Quanto afferma mette i brividi, che tipo di famiglia c’è alle spalle di tanta sofferenza giovanile e, soprattutto, quali sono i segnali che un genitore deve imparare a riconoscere?

Ci sono famiglie spesso sovraccaricate, stressate e poco attente. Genitori e adulti frettolosi che mostrano fatica nell’ascoltare i bisogni “irrinunciabili” dei figli. E invece i piccoli chiedono di essere visti e ascoltati, di non essere lasciati da soli da chi ha il compito di ascoltare, proteggere e amare. Un tentato suicidio, o campanelli d’allarme che richiamano temi simili, dovrebbero chiamare in causa gli adulti di riferimento, tenendo conto di tutto ciò di cui ha bisogno il giovane, ma non soltanto da un punto di vista materiale e tangibile, tutt’altro. É vitale accogliere le richieste di bambini e ragazzi, spesso “invisibili” perché nascoste dietro a pretesti e a capricci. I segnali che un adulto può scorgere in un figlio a rischio suicidario sono molteplici e non sono solo relativi ad uno stato depressivo o a disturbi conclamati. Ci potrebbe essere una maggiore impulsività, un’autosvalutazione significativa, una difficoltà a gestire la rabbia, disregolazione emotiva e comportamentale, una tendenza al perfezionismo, una scarsa capacità di problem solving, un ritiro sociale, un abuso di sostanze, storie di bullismo, una sessualità precoce.
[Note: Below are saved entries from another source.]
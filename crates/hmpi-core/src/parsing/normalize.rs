use std::collections::HashMap;
use std::sync::LazyLock;

/// Normalize a metal name from a lab sheet or standards file to a canonical key.
///
/// Steps:
/// 1. Strip a chemical symbol suffix like " (As)" or " As"
/// 2. Lowercase
/// 3. Replace spaces, hyphens, parentheses with underscores
/// 4. Collapse multiple underscores
/// 5. Look up in alias map
///
/// Names without an alias pass through in their normalized form, so a
/// contaminant added to a standards file later still gets a stable key.
pub fn normalize_metal(raw: &str) -> String {
    let mut s = raw.trim().to_string();

    // "Arsenic (As)" -> "Arsenic", but keep "Chromium (total)" intact
    if let Some(idx) = s.rfind('(') {
        let inner = s[idx..].trim_start_matches('(').trim_end_matches(')');
        if s.ends_with(')') && is_element_symbol(inner) {
            s = s[..idx].trim_end().to_string();
        }
    }

    let words: Vec<&str> = s.split_whitespace().collect();
    if words.len() >= 2 && is_element_symbol(words[words.len() - 1]) {
        s = words[..words.len() - 1].join(" ");
    }

    s = s.to_lowercase();

    let mut normalized = String::with_capacity(s.len());
    for c in s.chars() {
        match c {
            'a'..='z' | '0'..='9' => normalized.push(c),
            _ => normalized.push('_'),
        }
    }

    let mut result = String::with_capacity(normalized.len());
    let mut prev_underscore = true;
    for c in normalized.chars() {
        if c == '_' {
            if !prev_underscore {
                result.push('_');
            }
            prev_underscore = true;
        } else {
            result.push(c);
            prev_underscore = false;
        }
    }
    if result.ends_with('_') {
        result.pop();
    }

    match ALIASES.get(result.as_str()) {
        Some(canonical) => canonical.to_string(),
        None => result,
    }
}

/// Check if a string is the symbol of a metal tracked in groundwater surveys.
fn is_element_symbol(s: &str) -> bool {
    matches!(
        s,
        "As" | "Cd"
            | "Cr"
            | "Cu"
            | "Fe"
            | "Pb"
            | "Mn"
            | "Hg"
            | "Ni"
            | "Zn"
            | "Co"
            | "Se"
            | "Sb"
            | "Ba"
            | "Al"
            | "U"
    )
}

static ALIASES: LazyLock<HashMap<&'static str, &'static str>> = LazyLock::new(|| {
    let mut m = HashMap::new();

    m.insert("as", "arsenic");
    m.insert("arsenic_total", "arsenic");
    m.insert("cd", "cadmium");
    m.insert("cr", "chromium");
    m.insert("chromium_total", "chromium");
    m.insert("total_chromium", "chromium");
    m.insert("cr_total", "chromium");
    m.insert("cu", "copper");
    m.insert("fe", "iron");
    m.insert("iron_total", "iron");
    m.insert("pb", "lead");
    m.insert("mn", "manganese");
    m.insert("hg", "mercury");
    m.insert("ni", "nickel");
    m.insert("zn", "zinc");
    m.insert("co", "cobalt");
    m.insert("se", "selenium");
    m.insert("sb", "antimony");
    m.insert("ba", "barium");
    m.insert("al", "aluminium");
    m.insert("aluminum", "aluminium");
    m.insert("u", "uranium");

    m
});

#[cfg(test)]
mod tests {
    use super::*;

    #[test]
    fn test_simple_name() {
        assert_eq!(normalize_metal("Lead"), "lead");
    }

    #[test]
    fn test_with_chemical_symbol_parens() {
        assert_eq!(normalize_metal("Arsenic (As)"), "arsenic");
    }

    #[test]
    fn test_with_chemical_symbol_no_parens() {
        assert_eq!(normalize_metal("Mercury Hg"), "mercury");
    }

    #[test]
    fn test_bare_symbols() {
        assert_eq!(normalize_metal("Pb"), "lead");
        assert_eq!(normalize_metal("zn"), "zinc");
    }

    #[test]
    fn test_total_chromium_variants() {
        assert_eq!(normalize_metal("Chromium (total)"), "chromium");
        assert_eq!(normalize_metal("Total chromium"), "chromium");
        assert_eq!(normalize_metal("Cr-total"), "chromium");
    }

    #[test]
    fn test_whitespace_handling() {
        assert_eq!(normalize_metal("  Nickel  "), "nickel");
    }

    #[test]
    fn test_unknown_metal_passthrough() {
        assert_eq!(normalize_metal("Thallium compounds"), "thallium_compounds");
    }
}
Siamo all’inizio del nuovo anno scolastico, quanto incide sui giovani studenti l’ansia da prestazione e come la si combatte?
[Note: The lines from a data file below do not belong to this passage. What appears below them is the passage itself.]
use chrono::NaiveDate;

use crate::error::HmpiError;
use crate::model::{EnvironmentalReadings, Metal, MetalReadings, NewSample, SampleUpdate, WaterSample};

/// Check a submitted sample before it is stored or scored.
pub fn validate_new_sample(sample: &NewSample) -> Result<(), HmpiError> {
    check_name("test_name", &sample.test_name)?;
    check_name("location_name", &sample.location_name)?;
    check_coordinates(sample.latitude, sample.longitude)?;
    check_dates(sample.collection_date, sample.testing_date)?;
    validate_readings(&sample.metals)?;
    validate_environment(&sample.environment)
}

/// Check the fields a correction sets. Cross-field rules (date order) are
/// checked on the corrected record with `validate_stored_sample`.
pub fn validate_update(update: &SampleUpdate) -> Result<(), HmpiError> {
    if let Some(ref name) = update.test_name {
        check_name("test_name", name)?;
    }
    if let Some(ref name) = update.location_name {
        check_name("location_name", name)?;
    }
    if let Some(latitude) = update.latitude {
        check_coordinates(latitude, 0.0)?;
    }
    if let Some(longitude) = update.longitude {
        check_coordinates(0.0, longitude)?;
    }
    for (metal, value) in &update.readings {
        if let Some(value) = value {
            check_concentration(metal.name(), *value)?;
        }
    }
    if let Some(ref environment) = update.environment {
        validate_environment(environment)?;
    }
    Ok(())
}

/// Check a full record, e.g. after a correction has been applied.
pub fn validate_stored_sample(sample: &WaterSample) -> Result<(), HmpiError> {
    check_coordinates(sample.latitude, sample.longitude)?;
    check_dates(sample.collection_date, sample.testing_date)?;
    validate_readings(&sample.metals)
}

pub fn validate_readings(readings: &MetalReadings) -> Result<(), HmpiError> {
    for metal in Metal::ALL {
        if let Some(value) = readings.get(metal) {
            check_concentration(metal.name(), value)?;
        }
    }
    Ok(())
}

/// Largest accepted concentration in mg/L: one kilogram per litre, the
/// density of pure water.
pub const MAX_CONCENTRATION: f64 = 1.0e6;

/// A concentration must be finite, non-negative and at most
/// `MAX_CONCENTRATION`.
pub fn check_concentration(metal: &str, value: f64) -> Result<(), HmpiError> {
    if !value.is_finite() || !(0.0..=MAX_CONCENTRATION).contains(&value) {
        return Err(HmpiError::InvalidConcentration {
            metal: metal.to_string(),
            value,
        });
    }
    Ok(())
}

fn validate_environment(env: &EnvironmentalReadings) -> Result<(), HmpiError> {
    let fields = [
        ("ph_level", env.ph_level),
        ("turbidity", env.turbidity),
        ("dissolved_oxygen", env.dissolved_oxygen),
        ("electrical_conductivity", env.electrical_conductivity),
        ("temperature", env.temperature),
    ];
    for (name, value) in fields {
        if let Some(v) = value {
            if !v.is_finite() {
                return Err(HmpiError::InvalidSample(format!("{} is not a finite number", name)));
            }
        }
    }
    if let Some(ph) = env.ph_level {
        if !(0.0..=14.0).contains(&ph) {
            return Err(HmpiError::InvalidSample(format!("ph_level {} is outside 0-14", ph)));
        }
    }
    Ok(())
}

fn check_name(field: &str, value: &str) -> Result<(), HmpiError> {
    if value.trim().is_empty() {
        return Err(HmpiError::InvalidSample(format!("{} must not be empty", field)));
    }
    Ok(())
}

fn check_coordinates(latitude: f64, longitude: f64) -> Result<(), HmpiError> {
    if !(-90.0..=90.0).contains(&latitude) || !(-180.0..=180.0).contains(&longitude) {
        return Err(HmpiError::InvalidCoordinates {
            latitude,
            longitude,
        });
    }
    Ok(())
}

fn check_dates(collected: NaiveDate, tested: NaiveDate) -> Result<(), HmpiError> {
    if tested < collected {
        return Err(HmpiError::InvalidSample(format!(
            "testing date {} is before collection date {}",
            tested, collected
        )));
    }
    Ok(())
}
pub mod json;
pub mod table;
I nostri ragazzi, fin da piccolissimi sono condizionati fortemente da adulti richiedenti ed esigenti. Si tratta di genitori e caregivers che alzano l’asticella di continuo e che confondono bambini e ragazzi con delle prestazioni, strutturando in loro standard elevati e severi. I danni di questo stile sono drammatici ed è qui che si annovera il suicidio. L’ansia da prestazione diventa un problema insormontabile ed invece merita di essere trattata da professionisti che intervengono sull’intero sistema del piccolo.

Si è parlato tanto della figura dello psicologo a scuola, negli Istituti dove questo è già realtà la figura di un esperto sembra essere l’arma vincente ai fini della prevenzione. Lì dove manca la figura professionale, cosa possono fare docenti e dirigenti scolastici per prevenire l’allarmante incremento di suicidi giovanili?

Intanto mi lasci ribadire che la presenza di esperti a scuola è indispensabile e anche auspicabile col fine di lavorare sull’apprendimento di skills per regolare le emozioni, per tollerare la sofferenza, per lavorare sulla consapevolezza e per migliorare le relazioni interpersonali. Insieme al mio gruppo di lavoro, intervengo con i programmi DBT (Dialectical Behavioral Therapy), ad esempio, a partire dall’asilo e dalla scuola materna in modo da proporre un modello d’intervento educativo senza il rischio di arrivare troppo tardi, mitigando quindi i principali fattori di rischio. Non si può fingere di non vedere, non si può sempre e solo credere di potersi lamentare dei comportamenti rischiosi dei ragazzi senza sentirsi chiamato in causa in prima persona.

Non dobbiamo dimenticare che i nostri ragazzi presentano quadri preoccupanti di depressione, ansia, aggressività, disturbi alimentari, autolesionismo, ma anche disturbi dell’umore e dipendenze da sostanze e da comportamento.

L’adulto, sia in famiglia sia a scuola, ha il dovere di fornire ai propri piccoli gli strumenti adeguati per essere efficaci nella quotidianità e nella vita, per riuscire a dare loro la possibilità di sperimentarsi in autonomia e con consapevolezza, permettendo loro di accedere alle proprie risorse interiori, e riducendo, in questo modo anche il rischio di suicidio. Dice Ted Satterthwaite: “L’adolescenza è un periodo delicato e vulnerabile ma non a causa del fatto che ci sia qualcosa di squilibrato nella mente dei ragazzi”.